In 1980, Brehmer questioned whether people can learn from experience – more specifically, whether they can learn to make appropriate inferential judgments in probabilistic environments outside the psychological laboratory. His assessment was quite pessimistic. Other scholars have also highlighted difficulties in learning from experience. Klayman, for example, pointed out that in naturally occurring environments, feedback can be scarce, subject to distortion, and biased by lack of appropriate comparative data. Hogarth asked when experience-based judgments are accurate and introduced the concepts of kind and wicked learning environments (see post Learning, Feedback, and Intuition).
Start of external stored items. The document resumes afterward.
//! Retry utilities for outbound calls
//!
//! Two independent policies are applied to every Lichess request:
//!
//! - transient errors (network, 5xx, 404): exponential backoff, 2s/4s/8s
//! - rate limits (429): fixed 65s delay, up to 10 retries
//!
//! [`RetryStack`] nests the rate-limit wrapper inside the transient wrapper so
//! each keeps its own attempt budget.

use serde::{Deserialize, Serialize};
use std::fmt::Display;
use std::future::Future;
use std::time::Duration;
use tracing::{debug, warn};

use super::error::ApiError;

/// Configuration for retry behavior
#[derive(Debug, Clone, PartialEq, Serialize, Deserialize)]
#[serde(default)]
pub struct RetryConfig {
    /// Maximum number of retry attempts
    pub max_retries: u32,

    /// Delay in milliseconds before the first retry
    pub base_delay_ms: u64,

    /// Maximum delay in milliseconds (caps exponential growth)
    pub max_delay_ms: u64,

    /// Multiplier applied per attempt (1.0 gives a fixed delay)
    pub backoff_multiplier: f64,
}

impl Default for RetryConfig {
    fn default() -> Self {
        Self::transient()
    }
}

impl RetryConfig {
    /// Exponential policy for transient errors: 2s, 4s, 8s
    pub fn transient() -> Self {
        Self {
            max_retries: 3,
            base_delay_ms: 2_000,
            max_delay_ms: 60_000,
            backoff_multiplier: 2.0,
        }
    }

    /// Fixed policy for rate-limit responses: 10 retries, 65s apart
    pub fn rate_limit() -> Self {
        Self::fixed(10, 65_000)
    }

    /// Fixed delay between every attempt
    pub fn fixed(max_retries: u32, delay_ms: u64) -> Self {
        Self {
            max_retries,
            base_delay_ms: delay_ms,
            max_delay_ms: delay_ms,
            backoff_multiplier: 1.0,
        }
    }

    /// Create a retry configuration with custom delays
    pub fn with_delays(max_retries: u32, base_delay_ms: u64, max_delay_ms: u64) -> Self {
        Self {
            max_retries,
            base_delay_ms,
            max_delay_ms,
            backoff_multiplier: 2.0,
        }
    }

    /// Calculate delay for a given attempt (1-based); attempt 0 has no delay
    pub fn calculate_delay(&self, attempt: u32) -> Duration {
        let delay_ms = if attempt == 0 {
            0
        } else {
            let exponential =
                self.base_delay_ms as f64 * self.backoff_multiplier.powi((attempt - 1) as i32);
            (exponential as u64).min(self.max_delay_ms)
        };

        Duration::from_millis(delay_ms)
    }
}

/// Execute an operation, retrying only the errors `should_retry` selects
///
/// Errors rejected by the predicate are returned immediately. When the budget
/// is exhausted the last error is returned.
pub async fn with_retry_if<T, E, F, Fut, P>(
    config: &RetryConfig,
    operation: F,
    should_retry: P,
) -> Result<T, E>
where
    E: Display,
    F: Fn() -> Fut,
    Fut: Future<Output = Result<T, E>>,
    P: Fn(&E) -> bool,
{
    let mut attempt = 0;

    loop {
        match operation().await {
            Ok(result) => {
                if attempt > 0 {
                    debug!(attempt = attempt, "Operation succeeded after retry");
                }
                return Ok(result);
            }
            Err(e) => {
                if !should_retry(&e) {
                    return Err(e);
                }

                if attempt >= config.max_retries {
                    warn!(
                        attempts = attempt + 1,
                        max_retries = config.max_retries,
                        error = %e,
                        "Retry budget exhausted"
                    );
                    return Err(e);
                }

                attempt += 1;
                let delay = config.calculate_delay(attempt);
                warn!(
                    attempt = attempt,
                    max_retries = config.max_retries,
                    delay_ms = delay.as_millis() as u64,
                    error = %e,
                    "Operation failed, will retry"
                );
                tokio::time::sleep(delay).await;
            }
        }
    }
}

/// The transient and rate-limit policies, applied together to one call
#[derive(Debug, Clone, PartialEq, Serialize, Deserialize)]
#[serde(default)]
pub struct RetryStack {
    pub transient: RetryConfig,
    pub rate_limit: RetryConfig,
}

impl Default for RetryStack {
    fn default() -> Self {
        Self {
            transient: RetryConfig::transient(),
            rate_limit: RetryConfig::rate_limit(),
        }
    }
}

impl RetryStack {
    /// A stack that never retries
    pub fn none() -> Self {
        Self {
            transient: RetryConfig::fixed(0, 0),
            rate_limit: RetryConfig::fixed(0, 0),
        }
    }

    /// Run `operation` under both policies
    ///
    /// A 429 is retried by the inner wrapper and never reaches the transient
    /// budget; a transient failure passes straight through the inner wrapper.
    pub async fn run<T, F, Fut>(&self, operation: F) -> Result<T, ApiError>
    where
        F: Fn() -> Fut,
        Fut: Future<Output = Result<T, ApiError>>,
    {
        let operation = &operation;
        let rate_limit = &self.rate_limit;

        with_retry_if(
            &self.transient,
            move || with_retry_if(rate_limit, operation, ApiError::is_rate_limited),
            ApiError::is_transient,
        )
        .await
    }
}
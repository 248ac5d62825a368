//! Challenge rotation scheduler
//!
//! A single cooperative loop that, every cycle:
//!
//! ```text
//! Idle ──► CheckSelf ──► SelectCandidate ──► CheckCandidate ──► Challenge ──► Idle
//!   ▲          │                                   │                            │
//!   └──────────┴───────────── skip ────────────────┴────────────────────────────┘
//! ```
//!
//! - `Idle` waits `time_between_challenges`
//! - `CheckSelf` probes the agent's own account; a failure here leaves the
//!   cursor untouched, so whose turn it is does not depend on our availability
//! - `SelectCandidate` advances the [`RotationCursor`]
//! - `CheckCandidate` waits `time_between_find_user_requests`, then probes the
//!   candidate; the cursor stays advanced whatever the outcome
//! - `Challenge` sends the request, then waits `challenge_settle`
//!
//! Every wait and every outbound call is raced against the [`ShutdownSignal`].

pub mod rotation;

use rand::Rng;
use std::sync::Arc;
use std::time::Duration;
use tracing::{debug, info};

use crate::api::{ChallengeIssuer, LichessApi, LichessClient, StatusProber};
use crate::config::{Config, PacingConfig, USERNAME_ENV};
use crate::error::{Error, Result};
use crate::models::{Availability, Challenge};
use crate::roster::Roster;
use crate::utils::shutdown::ShutdownSignal;

pub use rotation::RotationCursor;

/// How a single cycle ended
#[derive(Debug, Clone, PartialEq, Eq)]
pub enum CycleOutcome {
    /// Own account offline, playing or unknown; cursor not advanced
    SelfUnavailable(Availability),

    /// Candidate offline, playing or unknown; cursor already advanced
    CandidateUnavailable {
        candidate: String,
        availability: Availability,
    },

    /// The challenge request failed
    ChallengeFailed {
        candidate: String,
        time_control: Challenge,
    },

    /// The challenge request succeeded
    ChallengeSent {
        candidate: String,
        time_control: Challenge,
        challenge_count: u64,
    },

    /// Cancellation observed before the cycle finished
    Cancelled,
}

/// Owns the rotation state and drives the challenge loop
pub struct ChallengeScheduler<A> {
    username: String,
    roster: Roster,
    pacing: PacingConfig,
    cursor: RotationCursor,
    challenge_count: u64,
    prober: StatusProber<A>,
    issuer: ChallengeIssuer<A>,
}

impl ChallengeScheduler<Arc<LichessClient>> {
    /// Build the roster and an authenticated client from configuration
    ///
    /// # Errors
    ///
    /// Every failure here is fatal at startup: a missing credential, an
    /// unusable base URL or token, or an empty roster.
    pub fn from_config<R>(config: &Config, rng: &mut R) -> Result<Self>
    where
        R: Rng + ?Sized,
    {
        let username = config
            .username()
            .ok_or_else(|| Error::config(format!("Missing essential config: {USERNAME_ENV}")))?;
        let roster = Roster::from_config(config, rng)?;
        let client = LichessClient::from_config(config)?;

        Ok(Self::new(
            username,
            roster,
            config.pacing.clone(),
            Arc::new(client),
        ))
    }
}

impl<A> ChallengeScheduler<A>
where
    A: LichessApi + Clone,
{
    /// Create a scheduler for `username` over an assembled roster
    pub fn new(username: impl Into<String>, roster: Roster, pacing: PacingConfig, api: A) -> Self {
        let cursor = RotationCursor::new(roster.bots().len(), roster.time_controls().len());

        Self {
            username: username.into(),
            roster,
            pacing,
            cursor,
            challenge_count: 0,
            prober: StatusProber::new(api.clone()),
            issuer: ChallengeIssuer::new(api),
        }
    }

    pub fn cursor(&self) -> RotationCursor {
        self.cursor
    }

    /// Successful challenges since start
    pub fn challenge_count(&self) -> u64 {
        self.challenge_count
    }

    pub fn roster(&self) -> &Roster {
        &self.roster
    }

    pub fn username(&self) -> &str {
        &self.username
    }

    /// Run cycles until cancelled; returns the number of challenges sent
    pub async fn run(&mut self, mut shutdown: ShutdownSignal) -> u64 {
        info!(
            username = %self.username,
            bots = self.roster.bots().len(),
            time_controls = self.roster.time_controls().len(),
            "Challenge loop starting"
        );

        loop {
            let outcome = self.run_cycle(&mut shutdown).await;
            if outcome == CycleOutcome::Cancelled {
                break;
            }
            debug!(outcome = ?outcome, "Cycle finished");
        }

        info!(
            challenge_count = self.challenge_count,
            "Challenge loop stopped"
        );
        self.challenge_count
    }

    /// Execute exactly one cycle, from `Idle` back to `Idle`
    pub async fn run_cycle(&mut self, shutdown: &mut ShutdownSignal) -> CycleOutcome {
        // Idle
        if !pause(shutdown, self.pacing.time_between_challenges()).await {
            return CycleOutcome::Cancelled;
        }

        // CheckSelf
        let Some(me) = shutdown
            .run_until_cancelled(self.prober.probe(&self.username))
            .await
        else {
            return CycleOutcome::Cancelled;
        };

        let own = Availability::of(me.as_ref());
        if !own.is_available() {
            debug!(username = %self.username, availability = %own, "Not available, skipping cycle");
            return CycleOutcome::SelfUnavailable(own);
        }

        // SelectCandidate
        let (bot_index, time_control_index) = self.cursor.advance();
        let candidate = self.roster.bot(bot_index).to_string();
        let time_control = self.roster.time_control(time_control_index).clone();

        // CheckCandidate
        if !pause(shutdown, self.pacing.time_between_find_user_requests()).await {
            return CycleOutcome::Cancelled;
        }

        info!(
            bot_index = bot_index,
            candidate = %candidate,
            time_control = %time_control,
            "Trying to challenge"
        );

        let Some(rival) = shutdown
            .run_until_cancelled(self.prober.probe(&candidate))
            .await
        else {
            return CycleOutcome::Cancelled;
        };

        let availability = Availability::of(rival.as_ref());
        if !availability.is_available() {
            debug!(candidate = %candidate, availability = %availability, "Candidate not available");
            return CycleOutcome::CandidateUnavailable {
                candidate,
                availability,
            };
        }

        // Challenge
        let Some(result) = shutdown
            .run_until_cancelled(self.issuer.issue(&candidate, &time_control))
            .await
        else {
            return CycleOutcome::Cancelled;
        };

        let outcome = match result {
            Ok(()) => {
                self.challenge_count += 1;
                info!(
                    candidate = %candidate,
                    challenge_count = self.challenge_count,
                    "Challenge created"
                );
                CycleOutcome::ChallengeSent {
                    candidate,
                    time_control,
                    challenge_count: self.challenge_count,
                }
            }
            Err(e) => {
                debug!(candidate = %candidate, error = %e, "Challenge failed, continuing");
                CycleOutcome::ChallengeFailed {
                    candidate,
                    time_control,
                }
            }
        };

        if !pause(shutdown, self.pacing.challenge_settle()).await {
            return CycleOutcome::Cancelled;
        }

        outcome
    }
}

/// Sleep for `duration`; `false` if cancelled first
async fn pause(shutdown: &mut ShutdownSignal, duration: Duration) -> bool {
    if duration.is_zero() {
        return !shutdown.is_cancelled();
    }
    shutdown
        .run_until_cancelled(tokio::time::sleep(duration))
        .await
        .is_some()
}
In kind learning environments, people receive plentiful, accurate feedback on their judgments; but in wicked learning environments they don’t. Thus, Hogarth argued, a kind learning environment is a necessary condition for learning from experience whereas wicked learning environments lead to error. This paper explores the boundary conditions of learning to make inferential judgments from experience in kind environments. Such learning depends on both identifying relevant information and aggregating information appropriately. Moreover, for many tasks in the naturally occurring environment, people have prior beliefs about cues and how they should be aggregated.